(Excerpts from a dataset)
..............................
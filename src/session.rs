//! Client-side synchronization state machine.
//!
//! The session keeps chat transcript, personality theme, and affection
//! display consistent with server-reported state across asynchronous
//! request/response cycles. All logic lives in the pure transition function
//! [`SessionState::apply`]: `(event, current state) → (new state, effects)`.
//! Side effects are data; the terminal renderer is one interpreter of them
//! and the test suite is another.
//!
//! [`SessionController`] is the async driver: it owns the state, mediates
//! all outgoing gateway requests, and feeds responses back in as events.

use tracing::{error, warn};

use crate::evolution::{EvolutionSequence, TokioClock};
use crate::gateway::{
    ChatReply, EventSnapshot, GatewayClient, PersonalityScores, QuickStartReply, StatusSnapshot,
};
use crate::theme::Theme;

/// Fixed welcome bubble shown on startup and after a reset.
pub const WELCOME_MESSAGE: &str =
    "Hello! I'm your AI partner. My personality evolves as we chat more.";

/// Generic failure bubble; no error detail leaks into the transcript.
pub const APOLOGY_MESSAGE: &str = "Sorry, an error occurred. Please try again.";

/// Literal substring that toggles the "will be memorized" hint.
pub const MEMORY_TAG: &str = "#memory";

/// Literal command that triggers the server-side evolution test path.
pub const EVOLVE_COMMAND: &str = "#evolve_now";

/// Display range for affection; the bar clamps at this value.
pub const AFFECTION_DISPLAY_MAX: i64 = 30;

/// Bar width percentage for an affection value, clamped to `[0, 100]`.
pub fn affection_percent(affection: i64) -> u8 {
    let ratio = affection.max(0) as f64 / AFFECTION_DISPLAY_MAX as f64;
    (ratio * 100.0).min(100.0) as u8
}

/// Who produced a chat bubble.
#[derive(Debug, Clone, Copy, PartialEq, Eq)]
pub enum Role {
    User,
    Ai,
}

/// One rendered chat bubble. Ephemeral: lives only in the transcript.
#[derive(Debug, Clone, PartialEq, Eq)]
pub struct ChatTurn {
    pub role: Role,
    pub text: String,
}

impl ChatTurn {
    pub fn user(text: impl Into<String>) -> Self {
        Self { role: Role::User, text: text.into() }
    }

    pub fn ai(text: impl Into<String>) -> Self {
        Self { role: Role::Ai, text: text.into() }
    }
}

/// External stimuli: user actions, gateway responses, poll results.
#[derive(Debug, Clone, PartialEq)]
pub enum UiEvent {
    /// `/api/status` succeeded.
    StatusLoaded(StatusSnapshot),
    /// `/api/status` failed; prior UI state must stay untouched.
    StatusUnavailable,
    /// User submitted a message (may still be blank).
    MessageSubmitted(String),
    /// `/api/chat` succeeded.
    ReplyArrived(ChatReply),
    /// `/api/chat` failed (transport or non-OK status).
    RequestFailed,
    /// User confirmed the reset and `/api/reset` succeeded.
    ResetConfirmed(StatusSnapshot),
    /// User declined the reset confirmation.
    ResetDeclined,
    /// Input text changed (drives the `#memory` hint).
    InputChanged(String),
    /// Status panel open/closed toggle.
    PanelToggled,
    /// `/api/demo/quick-start` succeeded.
    DemoStarted(QuickStartReply),
    /// Event poll delivered a fresh snapshot.
    EventsPolled(EventSnapshot),
}

/// Side effects produced by a transition, to be interpreted by a renderer.
#[derive(Debug, Clone, PartialEq)]
pub enum Effect {
    AppendBubble { role: Role, text: String },
    ClearInput,
    SetInputEnabled(bool),
    FocusInput,
    ShowTyping,
    HideTyping,
    /// Remove the previous theme marker and apply this one, atomically.
    SetThemeMarker(Theme),
    /// Full data + color replacement for the radar chart.
    RedrawChart { scores: PersonalityScores, theme: Theme },
    /// `percent` is pre-clamped to `[0, 100]`; `label` is the raw `n/30` text.
    SetAffectionBar { percent: u8, label: String },
    ReplaceMemoryList(Vec<String>),
    /// Clear the transcript down to the fixed welcome bubble.
    ReplaceTranscriptWithWelcome,
    /// Start the evolution animation sequence (intercepted by the driver).
    RunEvolution { personality: Theme, factors: Vec<String> },
    MemoryHint(bool),
    ShowDemoIndicator,
    SetPanelOpen(bool),
    /// Remove any prior event indicator, then render this snapshot's events
    /// (nothing when `active_events` is empty).
    RenderEventIndicator(EventSnapshot),
    /// One-time welcome text override from the first successful event poll.
    OverrideWelcome(String),

    // Evolution animation stages (emitted by the sequencer, not by apply).
    ShowOverlay,
    FlashOverlay,
    SpawnParticles { theme: Theme, count: usize },
    ShowFactors(Vec<String>),
    ShowModal(Theme),
    HideModal,
    ClearParticles,
    HideOverlay,
}

/// Interpreter of [`Effect`]s. The terminal renderer implements this; tests
/// use a recording sink.
pub trait EffectSink {
    fn handle(&mut self, effect: &Effect);
}

/// Current UI state. Transitions produce a new snapshot; nothing mutates a
/// live state in place.
#[derive(Debug, Clone, PartialEq)]
pub struct SessionState {
    pub theme: Theme,
    /// Last status snapshot, replaced wholesale on each response. `None`
    /// until the first successful load.
    pub status: Option<StatusSnapshot>,
    pub transcript: Vec<ChatTurn>,
    pub input_enabled: bool,
    pub typing: bool,
    pub panel_open: bool,
    pub memory_hint: bool,
}

impl Default for SessionState {
    fn default() -> Self {
        Self {
            theme: Theme::Natural,
            status: None,
            transcript: vec![ChatTurn::ai(WELCOME_MESSAGE)],
            input_enabled: true,
            typing: false,
            panel_open: false,
            memory_hint: false,
        }
    }
}

impl SessionState {
    /// Pure transition function: returns the successor state and the side
    /// effects a renderer should perform, in order.
    pub fn apply(&self, event: UiEvent) -> (SessionState, Vec<Effect>) {
        let mut next = self.clone();
        let mut effects = Vec::new();

        match event {
            UiEvent::StatusLoaded(status) => {
                next.reconcile(status, &mut effects);
            }
            UiEvent::StatusUnavailable => {
                // No status means no change; never show a blank view.
            }
            UiEvent::MessageSubmitted(text) => {
                let trimmed = text.trim();
                if trimmed.is_empty() {
                    return (next, effects);
                }
                next.transcript.push(ChatTurn::user(trimmed));
                next.input_enabled = false;
                next.typing = true;
                if next.memory_hint {
                    next.memory_hint = false;
                    effects.push(Effect::MemoryHint(false));
                }
                effects.push(Effect::AppendBubble { role: Role::User, text: trimmed.to_string() });
                effects.push(Effect::ClearInput);
                effects.push(Effect::SetInputEnabled(false));
                effects.push(Effect::ShowTyping);
            }
            UiEvent::ReplyArrived(reply) => {
                next.typing = false;
                effects.push(Effect::HideTyping);
                next.transcript.push(ChatTurn::ai(reply.ai_response.clone()));
                effects.push(Effect::AppendBubble { role: Role::Ai, text: reply.ai_response });
                next.reconcile(reply.current_status, &mut effects);
                if reply.evolution_triggered {
                    if let Some(name) = reply.new_personality {
                        effects.push(Effect::RunEvolution {
                            personality: Theme::parse_loose(&name),
                            factors: Vec::new(),
                        });
                    }
                }
                next.restore_input(&mut effects);
            }
            UiEvent::RequestFailed => {
                next.typing = false;
                effects.push(Effect::HideTyping);
                next.transcript.push(ChatTurn::ai(APOLOGY_MESSAGE));
                effects.push(Effect::AppendBubble {
                    role: Role::Ai,
                    text: APOLOGY_MESSAGE.to_string(),
                });
                next.restore_input(&mut effects);
            }
            UiEvent::ResetConfirmed(status) => {
                next.transcript = vec![ChatTurn::ai(WELCOME_MESSAGE)];
                effects.push(Effect::ReplaceTranscriptWithWelcome);
                next.reconcile(status, &mut effects);
                // The reset contract forces natural regardless of what the
                // fresh snapshot reports.
                next.set_theme(Theme::Natural, &mut effects);
            }
            UiEvent::ResetDeclined => {
                // Decline is a complete no-op: transcript and status keep.
            }
            UiEvent::InputChanged(text) => {
                let hint = text.contains(MEMORY_TAG);
                if hint != next.memory_hint {
                    next.memory_hint = hint;
                    effects.push(Effect::MemoryHint(hint));
                }
            }
            UiEvent::PanelToggled => {
                next.panel_open = !next.panel_open;
                effects.push(Effect::SetPanelOpen(next.panel_open));
            }
            UiEvent::DemoStarted(reply) => {
                next.transcript.push(ChatTurn::ai(reply.message.clone()));
                effects.push(Effect::AppendBubble { role: Role::Ai, text: reply.message });
                next.reconcile(reply.current_status, &mut effects);
                effects.push(Effect::ShowDemoIndicator);
            }
            UiEvent::EventsPolled(snapshot) => {
                effects.push(Effect::RenderEventIndicator(snapshot));
            }
        }

        (next, effects)
    }

    /// Apply a fresh status snapshot: theme, affection bar, chart, memories.
    /// The snapshot is stored wholesale; no field-level merging.
    fn reconcile(&mut self, status: StatusSnapshot, effects: &mut Vec<Effect>) {
        let theme = Theme::parse_loose(&status.personality);
        self.set_theme(theme, effects);
        effects.push(Effect::SetAffectionBar {
            percent: affection_percent(status.affection),
            label: format!("{}/{}", status.affection, AFFECTION_DISPLAY_MAX),
        });
        effects.push(Effect::RedrawChart { scores: status.scores.clone(), theme });
        effects.push(Effect::ReplaceMemoryList(status.long_term_memories.clone()));
        self.status = Some(status);
    }

    /// Idempotent theme switch: no effect when `theme` is already active,
    /// otherwise one atomic marker swap.
    fn set_theme(&mut self, theme: Theme, effects: &mut Vec<Effect>) {
        if self.theme == theme {
            return;
        }
        self.theme = theme;
        effects.push(Effect::SetThemeMarker(theme));
    }

    /// Re-enable and refocus input. Both success and failure paths of a chat
    /// round trip end here.
    fn restore_input(&mut self, effects: &mut Vec<Effect>) {
        self.input_enabled = true;
        effects.push(Effect::SetInputEnabled(true));
        effects.push(Effect::FocusInput);
    }
}

/// Async driver: owns the state, a gateway client, and an effect sink.
pub struct SessionController<S: EffectSink> {
    state: SessionState,
    gateway: GatewayClient,
    sink: S,
    evolution_running: bool,
}

impl<S: EffectSink> SessionController<S> {
    pub fn new(gateway: GatewayClient, sink: S) -> Self {
        Self {
            state: SessionState::default(),
            gateway,
            sink,
            evolution_running: false,
        }
    }

    pub fn state(&self) -> &SessionState {
        &self.state
    }

    /// Apply one event, forward its effects to the sink, and return them for
    /// the caller to inspect (the driver intercepts `RunEvolution`).
    pub fn dispatch(&mut self, event: UiEvent) -> Vec<Effect> {
        let (next, effects) = self.state.apply(event);
        self.state = next;
        for effect in &effects {
            self.sink.handle(effect);
        }
        effects
    }

    /// Fetch `/api/status` and reconcile the full UI from it. On failure the
    /// prior view stays untouched.
    pub async fn load_initial_status(&mut self) {
        match self.gateway.fetch_status().await {
            Ok(status) => {
                self.dispatch(UiEvent::StatusLoaded(status));
            }
            Err(e) => {
                warn!(error = %e, "initial status fetch failed, keeping prior view");
                self.dispatch(UiEvent::StatusUnavailable);
            }
        }
    }

    /// Send one chat message. Blank-after-trim input never triggers a
    /// request. Input is re-enabled and refocused on every exit path.
    pub async fn send_message(&mut self, text: &str) {
        let trimmed = text.trim();
        if trimmed.is_empty() {
            return;
        }
        self.dispatch(UiEvent::MessageSubmitted(text.to_string()));
        match self.gateway.send_chat(trimmed).await {
            Ok(reply) => {
                let effects = self.dispatch(UiEvent::ReplyArrived(reply));
                for effect in effects {
                    if let Effect::RunEvolution { personality, factors } = effect {
                        self.run_evolution(personality, factors).await;
                    }
                }
            }
            Err(e) => {
                error!(error = %e, "chat request failed");
                self.dispatch(UiEvent::RequestFailed);
            }
        }
    }

    /// Reset the conversation. The caller gates this on explicit user
    /// confirmation; a declined confirmation is a complete no-op.
    pub async fn reset_conversation(&mut self, confirmed: bool) {
        if !confirmed {
            self.dispatch(UiEvent::ResetDeclined);
            return;
        }
        match self.gateway.reset().await {
            Ok(status) => {
                self.dispatch(UiEvent::ResetConfirmed(status));
            }
            Err(e) => {
                error!(error = %e, "reset failed");
            }
        }
    }

    /// Seed a demo session via `/api/demo/quick-start`.
    pub async fn start_demo(&mut self) {
        match self.gateway.quick_start().await {
            Ok(reply) => {
                self.dispatch(UiEvent::DemoStarted(reply));
            }
            Err(e) => {
                error!(error = %e, "demo quick-start failed");
            }
        }
    }

    /// Auto-submit the literal evolution test command.
    pub async fn quick_evolution_test(&mut self) {
        self.send_message(EVOLVE_COMMAND).await;
    }

    /// Track live input for the `#memory` hint.
    pub fn input_changed(&mut self, text: &str) {
        self.dispatch(UiEvent::InputChanged(text.to_string()));
    }

    pub fn toggle_status_panel(&mut self) {
        self.dispatch(UiEvent::PanelToggled);
    }

    /// Run the fixed-timing evolution sequence, then close the modal (the
    /// terminal has no click target to hold it open). Overlapping triggers
    /// are rejected while a sequence is in flight.
    async fn run_evolution(&mut self, personality: Theme, factors: Vec<String>) {
        if self.evolution_running {
            warn!(personality = %personality, "evolution already in progress, ignoring trigger");
            return;
        }
        self.evolution_running = true;
        let sequence = EvolutionSequence::new(TokioClock);
        let sink = &mut self.sink;
        sequence.run(personality, factors, &mut |e| sink.handle(e)).await;
        sequence.close_modal(&mut |e| sink.handle(e)).await;
        self.evolution_running = false;
    }
}
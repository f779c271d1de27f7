//! Recovering the parts of an existing Motion Photo.

use crate::jpeg;
use crate::xmp::{ContainerDirectory, Semantic, XmpPacket};
use crate::{Error, Result};
use std::ops::Range;

/// Byte ranges of the two parts within the file.
#[derive(Debug, Clone, PartialEq, Eq)]
pub struct PartLayout {
    pub primary: Range<usize>,
    pub video: Range<usize>,
}

/// Locate the XMP packet of a JPEG buffer via the segment scanner.
///
/// `Ok(None)` means the header parsed but carries no XMP segment.
pub fn read_xmp_packet(data: &[u8]) -> Result<Option<&[u8]>> {
    Ok(jpeg::find_xmp_segment(data)?.and_then(|segment| segment.xmp_packet()))
}

/// Reader over a Motion Photo held in memory.
#[derive(Debug, Clone)]
pub struct MotionPhotoReader<'a> {
    data: &'a [u8],
    packet: XmpPacket,
}

impl<'a> MotionPhotoReader<'a> {
    /// Locate and parse the XMP directory embedded in `data`.
    ///
    /// Fails when the JPEG header is malformed or the XMP segment is absent or
    /// cannot be parsed, since no directory can be recovered in those cases.
    pub fn new(data: &'a [u8]) -> Result<Self> {
        let payload = read_xmp_packet(data)?
            .ok_or_else(|| Error::format_violation("no XMP segment in JPEG header"))?;
        let packet = XmpPacket::parse(payload)?;
        Ok(Self { data, packet })
    }

    /// Use a packet obtained elsewhere (e.g. from a metadata dump).
    pub fn with_packet(data: &'a [u8], packet: XmpPacket) -> Self {
        Self { data, packet }
    }

    pub fn data(&self) -> &'a [u8] {
        self.data
    }

    pub fn packet(&self) -> &XmpPacket {
        &self.packet
    }

    pub fn directory(&self) -> &ContainerDirectory {
        &self.packet.directory
    }

    /// Split the file according to the directory.
    ///
    /// Requires exactly a Primary item followed by a MotionPhoto item whose
    /// lengths add up to the file size.
    pub fn layout(&self) -> Result<PartLayout> {
        let items = self.directory().items();
        if items.len() != 2 {
            return Err(Error::inconsistency(format!(
                "expected 2 container items, found {}",
                items.len()
            )));
        }
        if items[0].semantic != Semantic::Primary || items[1].semantic != Semantic::MotionPhoto {
            return Err(Error::inconsistency(format!(
                "expected items [Primary, MotionPhoto], found [{}, {}]",
                items[0].semantic, items[1].semantic
            )));
        }

        let total = self.data.len() as u64;
        let declared = self
            .directory()
            .total_length()
            .ok_or_else(|| Error::inconsistency("declared lengths overflow"))?;
        if declared != total {
            return Err(Error::inconsistency(format!(
                "declared lengths sum to {declared} bytes but file is {total} bytes"
            )));
        }

        let primary_end = items[0].length as usize;
        Ok(PartLayout {
            primary: 0..primary_end,
            video: primary_end..self.data.len(),
        })
    }

    /// The JPEG part, XMP segment included.
    pub fn primary(&self) -> Result<&'a [u8]> {
        let layout = self.layout()?;
        Ok(&self.data[layout.primary])
    }

    /// The embedded video.
    pub fn video(&self) -> Result<&'a [u8]> {
        let layout = self.layout()?;
        Ok(&self.data[layout.video])
    }
}
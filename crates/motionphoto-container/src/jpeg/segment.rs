//! JPEG marker segments.

use super::{Marker, XMP_IDENTIFIER};
use crate::{Error, Result};
use bytes::{BufMut, Bytes, BytesMut};
use std::ops::Range;

/// Largest value the 16-bit segment length field can hold. The length covers
/// the two length bytes themselves plus the payload.
pub const MAX_SEGMENT_LENGTH: usize = u16::MAX as usize;

/// A marker segment located inside a JPEG buffer.
#[derive(Debug, Clone, PartialEq, Eq)]
pub struct JpegSegment<'a> {
    /// Marker code.
    pub marker: Marker,
    /// Offset of the `0xFF` byte that introduces the marker.
    pub offset: usize,
    /// Declared length (length field + payload), absent for stand-alone markers.
    pub length: Option<u16>,
    /// Payload following the length field.
    pub payload: &'a [u8],
}

impl<'a> JpegSegment<'a> {
    /// Number of bytes the segment occupies in the stream, marker included.
    pub fn encoded_len(&self) -> usize {
        2 + self.length.map_or(0, usize::from)
    }

    /// Byte range of the whole segment within the source buffer.
    pub fn range(&self) -> Range<usize> {
        self.offset..self.offset + self.encoded_len()
    }

    /// Whether this is an APP1 segment carrying a standard XMP packet.
    pub fn is_xmp(&self) -> bool {
        self.marker == Marker::APP1 && self.payload.starts_with(XMP_IDENTIFIER)
    }

    /// The XMP packet bytes, with the identifier stripped.
    pub fn xmp_packet(&self) -> Option<&'a [u8]> {
        if self.is_xmp() {
            Some(&self.payload[XMP_IDENTIFIER.len()..])
        } else {
            None
        }
    }
}

/// Serialize a length-carrying marker segment.
///
/// Fails with a format violation when the payload cannot be described by the
/// 16-bit length field.
pub fn encode_segment(marker: Marker, payload: &[u8]) -> Result<Bytes> {
    write_segment(marker, &[payload])
}

/// Wrap an XMP packet in an APP1 segment behind the Adobe XMP identifier.
pub fn encode_xmp_segment(packet: &[u8]) -> Result<Bytes> {
    write_segment(Marker::APP1, &[XMP_IDENTIFIER, packet]).map_err(|e| match e {
        Error::FormatViolation { message, .. } => {
            Error::format_violation(format!("XMP packet too large: {message}"))
        }
        other => other,
    })
}

/// Marker, length field and the payload pieces in order, in one buffer.
fn write_segment(marker: Marker, parts: &[&[u8]]) -> Result<Bytes> {
    if marker.is_standalone() {
        return Err(Error::invalid_input(format!(
            "{marker} does not carry a payload"
        )));
    }

    let length = parts.iter().map(|p| p.len()).sum::<usize>() + 2;
    if length > MAX_SEGMENT_LENGTH {
        return Err(Error::format_violation(format!(
            "{marker} segment would need {length} bytes, limit is {MAX_SEGMENT_LENGTH}"
        )));
    }

    let mut buf = BytesMut::with_capacity(length + 2);
    buf.put_slice(&marker.to_bytes());
    buf.put_u16(length as u16);
    for part in parts {
        buf.put_slice(part);
    }
    Ok(buf.freeze())
}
..............................
* **DESCRIPTION OF THE TASK**:
Across the records, how many lines contain "RedrawChart"? Only the number should be given.

* **EXERCISE SOLUTION**:
2